De eerste boten van de IRC 2 zijn al om de rots; en de Greyhound zit nu midden in het IRC 2 klassement op rating. Hij vaart nu tussen de kopgroep van de IRC 3. Zo vaart hij al anderhalve dag naast de Panther van Edith en Yvonne; zouden ze het van elkaar weten?
Van het drama met de Rambler 100 zullen ze misschien ook geen weet hebben?
Wat is er gebeurd (copy from fastnet.rorc.org):
At midnight, Monday 15 August, Eddie Warden Owen, Chief Executive of the Royal Ocean Racing Club received a call from Mick Harvey, Project Manager of George David’s Rambler 100 (USA). Harvey spoke about the harrowing incident when the 100′ Maxi Rambler 100 capsized in the Celtic Sea during the Rolex Fastnet Race.
The incident happened just after Rambler 100 rounded the Fastnet Rock at 17:25 BST. At the time, Rambler 100 were leading the monohull fleet and vying for monohull line honours in the Rolex Fastnet Race which started on Sunday 14th.
Mick Harvey’s account of the incident was charged with emotion. The tough Australian, who now lives in Newport, Rhode Island (USA), is a seasoned veteran, but he was understandably shaken by the incident:
“Soon after rounding the Fastnet Rock, the wind went southwest, right on the nose. We were beating into big seas, launching Rambler off the top of full size waves. I was down below with navigator, Peter Isler when we heard the sickening sound of the keel breaking off. It was instantaneous; there was no time to react. The boat turned turtle, just like a dinghy capsizing. Peter Isler issued a Mayday and we got out of there as quickly as we could.”

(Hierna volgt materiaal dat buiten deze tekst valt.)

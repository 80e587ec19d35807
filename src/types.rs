use serde::{Deserialize, Deserializer, Serialize, Serializer};

/// Which visual bucket an entry's children are counted into.
#[derive(Debug, Clone, Copy, PartialEq, Eq, Hash, Default)]
pub enum InstitutionType {
    #[default]
    School,
    Madrasa,
}

impl InstitutionType {
    pub fn as_str(&self) -> &'static str {
        match self {
            InstitutionType::School => "school",
            InstitutionType::Madrasa => "madrasa",
        }
    }

    /// Boundary coercion: the backend sends `"Madrasa"` for madrasas and
    /// anything else (including nothing) means a regular school.
    pub fn from_label(label: Option<&str>) -> Self {
        match label {
            Some("Madrasa") => InstitutionType::Madrasa,
            _ => InstitutionType::School,
        }
    }
}

impl Serialize for InstitutionType {
    fn serialize<S: Serializer>(&self, serializer: S) -> Result<S::Ok, S::Error> {
        serializer.serialize_str(self.as_str())
    }
}

/// One geotagged program entry as the backend API delivers it.
///
/// The backend contract is weakly typed: coordinates may arrive as numbers,
/// numeric strings, garbage strings, or be absent entirely. All coercion
/// happens here, once, so the clustering code only ever sees clean values.
#[derive(Debug, Clone, Deserialize)]
pub struct EntryRecord {
    #[serde(default, deserialize_with = "de_coord")]
    pub lat: Option<f64>,
    #[serde(default, deserialize_with = "de_coord")]
    pub log: Option<f64>,
    #[serde(
        default,
        rename = "outOfSchoolChildren",
        deserialize_with = "de_count"
    )]
    pub out_of_school_children: u32,
    #[serde(default, rename = "schoolType", deserialize_with = "de_school_type")]
    pub school_type: InstitutionType,
    #[serde(default = "unknown_label", deserialize_with = "de_label")]
    pub district: String,
    #[serde(default = "unknown_label", deserialize_with = "de_label")]
    pub tehsil: String,
    #[serde(default = "unknown_label", deserialize_with = "de_label")]
    pub unioncouncil: String,
    #[serde(default = "unknown_label", deserialize_with = "de_label")]
    pub villagecouncil: String,
}

impl EntryRecord {
    /// Both coordinates present and finite, in (lat, lng) order.
    pub fn coords(&self) -> Option<(f64, f64)> {
        match (self.lat, self.log) {
            (Some(lat), Some(lng)) => Some((lat, lng)),
            _ => None,
        }
    }
}

// Some payloads encode numbers as strings; accept both.
#[derive(Deserialize)]
#[serde(untagged)]
enum MaybeNumber {
    Num(f64),
    Text(String),
}

impl MaybeNumber {
    fn as_finite(&self) -> Option<f64> {
        match self {
            MaybeNumber::Num(v) => Some(*v).filter(|v| v.is_finite()),
            MaybeNumber::Text(s) => s.trim().parse::<f64>().ok().filter(|v| v.is_finite()),
        }
    }
}

fn de_coord<'de, D: Deserializer<'de>>(de: D) -> Result<Option<f64>, D::Error> {
    let raw = Option::<MaybeNumber>::deserialize(de).unwrap_or(None);
    Ok(raw.and_then(|n| n.as_finite()))
}

fn de_count<'de, D: Deserializer<'de>>(de: D) -> Result<u32, D::Error> {
    let raw = Option::<MaybeNumber>::deserialize(de).unwrap_or(None);
    Ok(raw
        .and_then(|n| n.as_finite())
        .filter(|v| *v >= 0.0)
        .map(|v| v as u32)
        .unwrap_or(0))
}

fn de_school_type<'de, D: Deserializer<'de>>(de: D) -> Result<InstitutionType, D::Error> {
    let raw = Option::<String>::deserialize(de).unwrap_or(None);
    Ok(InstitutionType::from_label(raw.as_deref()))
}

// Absent fields skip `deserialize_with`, so the serde `default` must supply
// the same label `de_label` produces for null/empty values.
fn unknown_label() -> String {
    "Unknown".to_string()
}

fn de_label<'de, D: Deserializer<'de>>(de: D) -> Result<String, D::Error> {
    let raw = Option::<String>::deserialize(de).unwrap_or(None);
    Ok(raw
        .map(|s| s.trim().to_string())
        .filter(|s| !s.is_empty())
        .unwrap_or_else(|| "Unknown".to_string()))
}

/// Renderable summary of out-of-school children near one anchor point,
/// for one institution type. Field names follow the map frontend contract.
#[derive(Debug, Clone, PartialEq, Serialize)]
#[serde(rename_all = "camelCase")]
pub struct ConcentrationCircle {
    /// [latitude, longitude] of the anchor record.
    pub center: [f64; 2],
    /// Meters.
    pub radius: f64,
    pub color: &'static str,
    pub fill_color: &'static str,
    pub fill_opacity: f64,
    pub weight: u32,
    /// Stroke opacity, separate from the fill.
    pub opacity: f64,
    #[serde(rename = "type")]
    pub circle_type: InstitutionType,
    /// Aggregated out-of-school children within the cluster.
    pub count: u32,
    /// Number of source records contributing to the cluster.
    pub total_entries: usize,
    pub district: String,
    pub tehsil: String,
    #[serde(rename = "unioncouncil")]
    pub union_council: String,
    #[serde(rename = "villagecouncil")]
    pub village_council: String,
}

/// Map framing for the rendered circles.
#[derive(Debug, Clone, Copy, PartialEq, Serialize)]
pub struct Viewport {
    pub center: [f64; 2],
    pub zoom: u8,
}

#[cfg(test)]
mod tests {
    use super::*;

    #[test]
    fn coerces_string_coordinates() {
        let entry: EntryRecord =
            serde_json::from_str(r#"{"lat": "34.01", "log": 71.52}"#).unwrap();
        assert_eq!(entry.coords(), Some((34.01, 71.52)));
    }

    #[test]
    fn rejects_garbage_coordinates() {
        let entry: EntryRecord =
            serde_json::from_str(r#"{"lat": "abc", "log": 71.52}"#).unwrap();
        assert_eq!(entry.lat, None);
        assert_eq!(entry.coords(), None);
    }

    #[test]
    fn missing_fields_get_defaults() {
        let entry: EntryRecord = serde_json::from_str("{}").unwrap();
        assert_eq!(entry.out_of_school_children, 0);
        assert_eq!(entry.school_type, InstitutionType::School);
        assert_eq!(entry.district, "Unknown");
        assert_eq!(entry.villagecouncil, "Unknown");
    }

    #[test]
    fn school_type_label_is_exact_match() {
        assert_eq!(
            InstitutionType::from_label(Some("Madrasa")),
            InstitutionType::Madrasa
        );
        assert_eq!(
            InstitutionType::from_label(Some("madrasa")),
            InstitutionType::School
        );
        assert_eq!(InstitutionType::from_label(None), InstitutionType::School);
    }

    #[test]
    fn circle_serializes_with_frontend_field_names() {
        let circle = ConcentrationCircle {
            center: [34.0, 71.5],
            radius: 800.0,
            color: "#dc2626",
            fill_color: "#dc2626",
            fill_opacity: 0.2,
            weight: 2,
            opacity: 0.8,
            circle_type: InstitutionType::School,
            count: 12,
            total_entries: 3,
            district: "Peshawar".into(),
            tehsil: "Unknown".into(),
            union_council: "Unknown".into(),
            village_council: "Unknown".into(),
        };
        let json = serde_json::to_value(&circle).unwrap();
        assert_eq!(json["fillColor"], "#dc2626");
        assert_eq!(json["fillOpacity"], 0.2);
        assert_eq!(json["type"], "school");
        assert_eq!(json["totalEntries"], 3);
        assert_eq!(json["unioncouncil"], "Unknown");
    }
}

The EPIRB had been activated and a number of crew climbed over the guardrails and onto the hull as the boat capsized and helped those swimming to safety. The Atlantic swell made it difficult for the crew to get out of the water however, working together, 16 of the crew managed to scale the upturned hull.

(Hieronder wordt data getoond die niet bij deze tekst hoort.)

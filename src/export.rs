use crate::stats::StatsSummary;
use crate::types::ConcentrationCircle;
use anyhow::{anyhow, Context, Result};
use geojson::{Feature, FeatureCollection, Geometry, JsonObject, Value};
use std::fs::File;
use std::io::BufWriter;
use std::path::Path;

/// Writes the circles as a GeoJSON FeatureCollection of points carrying the
/// full circle descriptor as properties, for direct use as a map overlay.
pub fn write_circles_geojson(path: &Path, circles: &[ConcentrationCircle]) -> Result<()> {
    let features = circles
        .iter()
        .map(|circle| {
            let properties = circle_properties(circle)?;
            Ok(Feature {
                bbox: None,
                // GeoJSON positions are [lng, lat].
                geometry: Some(Geometry::new(Value::Point(vec![
                    circle.center[1],
                    circle.center[0],
                ]))),
                id: None,
                properties: Some(properties),
                foreign_members: None,
            })
        })
        .collect::<Result<Vec<Feature>>>()?;

    let collection = FeatureCollection {
        bbox: None,
        features,
        foreign_members: None,
    };

    let file = File::create(path)
        .with_context(|| format!("Failed to create GeoJSON output: {:?}", path))?;
    serde_json::to_writer(BufWriter::new(file), &collection)
        .context("Failed to write GeoJSON output")?;
    println!("Wrote {} circles to {:?}", circles.len(), path);
    Ok(())
}

fn circle_properties(circle: &ConcentrationCircle) -> Result<JsonObject> {
    match serde_json::to_value(circle).context("Failed to serialize circle")? {
        serde_json::Value::Object(mut obj) => {
            // The point geometry already carries the location.
            obj.remove("center");
            Ok(obj)
        }
        _ => Err(anyhow!("Circle did not serialize to an object")),
    }
}

pub fn write_circles_csv(path: &Path, circles: &[ConcentrationCircle]) -> Result<()> {
    let mut wtr = csv::Writer::from_path(path)
        .with_context(|| format!("Failed to create circles CSV: {:?}", path))?;
    wtr.write_record([
        "lat",
        "lng",
        "type",
        "count",
        "totalEntries",
        "radius",
        "fillOpacity",
        "district",
        "tehsil",
        "unioncouncil",
        "villagecouncil",
    ])?;
    for circle in circles {
        wtr.write_record([
            circle.center[0].to_string(),
            circle.center[1].to_string(),
            circle.circle_type.as_str().to_string(),
            circle.count.to_string(),
            circle.total_entries.to_string(),
            circle.radius.to_string(),
            circle.fill_opacity.to_string(),
            circle.district.clone(),
            circle.tehsil.clone(),
            circle.union_council.clone(),
            circle.village_council.clone(),
        ])?;
    }
    wtr.flush()?;
    println!("Wrote {} circles to {:?}", circles.len(), path);
    Ok(())
}

pub fn write_stats_csv(path: &Path, stats: &StatsSummary) -> Result<()> {
    let mut wtr = csv::Writer::from_path(path)
        .with_context(|| format!("Failed to create stats CSV: {:?}", path))?;
    wtr.write_record(["district", "entries", "outOfSchool", "sharePercent"])?;
    for district in &stats.districts {
        wtr.write_record([
            district.district.clone(),
            district.entries.to_string(),
            district.out_of_school.to_string(),
            format!("{:.2}", district.share),
        ])?;
    }
    wtr.flush()?;
    println!("Wrote stats for {} districts to {:?}", stats.districts.len(), path);
    Ok(())
}

#[cfg(test)]
mod tests {
    use super::*;
    use crate::types::InstitutionType;

    fn circle(count: u32) -> ConcentrationCircle {
        ConcentrationCircle {
            center: [34.0, 71.5],
            radius: 800.0,
            color: "#dc2626",
            fill_color: "#dc2626",
            fill_opacity: 0.2,
            weight: 2,
            opacity: 0.8,
            circle_type: InstitutionType::School,
            count,
            total_entries: 1,
            district: "Peshawar".into(),
            tehsil: "Unknown".into(),
            union_council: "Unknown".into(),
            village_council: "Unknown".into(),
        }
    }

    #[test]
    fn geojson_points_are_lng_lat() {
        let dir = std::env::temp_dir();
        let path = dir.join(format!("oosc-export-test-{}.geojson", std::process::id()));
        write_circles_geojson(&path, &[circle(15)]).unwrap();

        let raw = std::fs::read_to_string(&path).unwrap();
        let value: serde_json::Value = serde_json::from_str(&raw).unwrap();
        let feature = &value["features"][0];
        assert_eq!(feature["geometry"]["coordinates"][0], 71.5);
        assert_eq!(feature["geometry"]["coordinates"][1], 34.0);
        assert_eq!(feature["properties"]["count"], 15);
        assert!(feature["properties"].get("center").is_none());

        let _ = std::fs::remove_file(&path);
    }
}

Five of the crew were swept away by the waves out of reach of the stricken Maxi and these included Skipper, George David and partner Wendy Touton who were in the water for two and a half hours. This group linked arms, forming a circle. Valencia Coastguard diverted a local fishing boat, Wave Chieftain to assist, which winched the crew on board. Earlier a helicopter had been scrambled from Shannon Airport helicopter, Wendy Touton was airlifted for medical attention due to the effects of hypothermia and the four remaining crew were taken to Baltimore Harbour where they were re-united with the 16 crew rescued by the Baltimore Lifeboat.
“It was a scary moment. One that I will never forget,” admitted Mick Harvey. “I can’t begin to tell you how relieved I am that all of the crew are safe. The town of Baltimore has given us a wonderful welcome. I can not thank our rescuers and the people of this lovely village enough. Wendy is in Kerry Hospital and doing fine, I am just so relieved that everybody is okay.”